PROVIDED DATA:

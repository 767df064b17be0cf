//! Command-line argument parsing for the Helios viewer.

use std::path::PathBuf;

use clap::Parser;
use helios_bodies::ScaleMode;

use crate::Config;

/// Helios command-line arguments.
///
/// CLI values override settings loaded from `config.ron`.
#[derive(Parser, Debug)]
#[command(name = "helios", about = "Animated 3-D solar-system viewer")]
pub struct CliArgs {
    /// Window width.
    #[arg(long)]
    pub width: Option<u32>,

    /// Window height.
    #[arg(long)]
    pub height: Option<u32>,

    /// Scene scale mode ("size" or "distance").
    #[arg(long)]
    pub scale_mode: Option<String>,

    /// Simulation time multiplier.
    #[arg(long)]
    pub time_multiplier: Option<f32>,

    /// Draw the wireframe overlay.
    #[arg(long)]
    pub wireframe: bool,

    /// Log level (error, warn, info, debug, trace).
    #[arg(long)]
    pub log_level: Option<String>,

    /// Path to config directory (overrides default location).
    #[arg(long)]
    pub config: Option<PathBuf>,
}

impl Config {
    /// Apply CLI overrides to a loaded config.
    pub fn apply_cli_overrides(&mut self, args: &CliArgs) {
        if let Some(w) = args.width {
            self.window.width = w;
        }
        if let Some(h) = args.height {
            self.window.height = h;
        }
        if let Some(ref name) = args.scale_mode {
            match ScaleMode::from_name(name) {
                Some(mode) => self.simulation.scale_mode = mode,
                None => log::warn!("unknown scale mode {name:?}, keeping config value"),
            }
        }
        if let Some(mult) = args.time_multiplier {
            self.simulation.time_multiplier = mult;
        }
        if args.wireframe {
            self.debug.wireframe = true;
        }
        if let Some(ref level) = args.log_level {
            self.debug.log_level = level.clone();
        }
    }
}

REQUIRED ACTION:
Go through the records above, find every line with the word "PathBuf", and list those lines.

OUTPUT:
use std::path::PathBuf;
    pub config: Option<PathBuf>,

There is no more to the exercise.